Requirement: Check every line of the data below for "Shared". Copy each one that has it.

(Stored data)
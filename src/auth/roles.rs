// SPDX-License-Identifier: AGPL-3.0-or-later
//
// Copyright (C) 2026 Relational Network

//! User roles for authorization.

use serde::{Deserialize, Serialize};
use utoipa::ToSchema;

/// User roles for authorization.
///
/// ## Role Hierarchy
///
/// Roles form a total order; a role covers every role below it:
///
/// `Client < Auditor < Support < Admin`
///
/// - `Client` - Normal user, can only access own wallets and fiat requests
/// - `Auditor` - Read-only access to audit logs
/// - `Support` - Read-only access to metadata (no private keys)
/// - `Admin` - Full access to all endpoints, wallets, and reserve operations
///
/// The derived `Ord` follows declaration order, so variant order here is
/// load-bearing.
#[derive(Debug, Clone, Copy, PartialEq, Eq, PartialOrd, Ord, Hash, Serialize, Deserialize, ToSchema)]
#[serde(rename_all = "lowercase")]
pub enum Role {
    /// Normal client user (owns wallets)
    Client,
    /// Auditor (read-only audit logs)
    Auditor,
    /// Support staff (read-only metadata)
    Support,
    /// Full administrative access
    Admin,
}

impl Role {
    /// Check if this role has at least the privileges of the required role.
    pub fn has_privilege(&self, required: Role) -> bool {
        *self >= required
    }

    /// Parse role from string (case-insensitive).
    /// Used when extracting roles from Clerk public metadata.
    /// Unknown role strings parse to `None`; callers fall back to `Client`.
    pub fn from_str(s: &str) -> Option<Role> {
        match s.to_lowercase().as_str() {
            "admin" => Some(Role::Admin),
            "client" => Some(Role::Client),
            "support" => Some(Role::Support),
            "auditor" => Some(Role::Auditor),
            _ => None,
        }
    }
}

impl Default for Role {
    /// Default role is Client (least privilege for authenticated users).
    fn default() -> Self {
        Role::Client
    }
}

impl std::fmt::Display for Role {
    fn fmt(&self, f: &mut std::fmt::Formatter<'_>) -> std::fmt::Result {
        match self {
            Role::Admin => write!(f, "admin"),
            Role::Client => write!(f, "client"),
            Role::Support => write!(f, "support"),
            Role::Auditor => write!(f, "auditor"),
        }
    }
}
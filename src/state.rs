// SPDX-License-Identifier: AGPL-3.0-or-later
//
// Copyright (C) 2026 Relational Network

//! Shared application state for the Axum router.

use std::sync::Arc;

use crate::auth::JwksCache;
use crate::fiat::{ReconciliationEngine, ReserveWalletManager};
use crate::storage::EncryptedStorage;

/// Authentication configuration.
///
/// With a JWKS cache configured, tokens are fully verified. Without one, the
/// verifier fails closed (unless the `dev` feature compiles in the local
/// bypass).
#[derive(Clone, Default)]
pub struct AuthConfig {
    /// JWKS cache for production JWT verification.
    pub jwks: Option<JwksCache>,
    /// Expected `iss` claim.
    pub issuer: Option<String>,
    /// Expected `aud` claim (optional).
    pub audience: Option<String>,
}

/// Shared state handed to every handler.
///
/// The engine and reserve manager are `None` when their dependencies
/// (provider credentials, chain RPC) are not configured; the fiat endpoints
/// answer 503 in that case rather than failing at startup.
#[derive(Clone)]
pub struct AppState {
    storage: Arc<EncryptedStorage>,
    pub auth_config: AuthConfig,
    pub reserve: Option<Arc<ReserveWalletManager>>,
    pub engine: Option<Arc<ReconciliationEngine>>,
    pub webhook_secret: Option<String>,
}

impl AppState {
    pub fn new(storage: EncryptedStorage) -> Self {
        Self {
            storage: Arc::new(storage),
            auth_config: AuthConfig::default(),
            reserve: None,
            engine: None,
            webhook_secret: None,
        }
    }

    pub fn with_auth_config(mut self, auth_config: AuthConfig) -> Self {
        self.auth_config = auth_config;
        self
    }

    pub fn with_reserve(mut self, reserve: Arc<ReserveWalletManager>) -> Self {
        self.reserve = Some(reserve);
        self
    }

    pub fn with_engine(mut self, engine: Arc<ReconciliationEngine>) -> Self {
        self.engine = Some(engine);
        self
    }

    pub fn with_webhook_secret(mut self, secret: impl Into<String>) -> Self {
        self.webhook_secret = Some(secret.into());
        self
    }

    /// Handle to the encrypted storage root.
    pub fn storage(&self) -> Arc<EncryptedStorage> {
        self.storage.clone()
    }

    /// The reconciliation engine, or a 503-worthy absence.
    pub fn engine(&self) -> Option<Arc<ReconciliationEngine>> {
        self.engine.clone()
    }
}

Solution for this task:
//! Shared application state for the Axum router.
/// Shared state handed to every handler.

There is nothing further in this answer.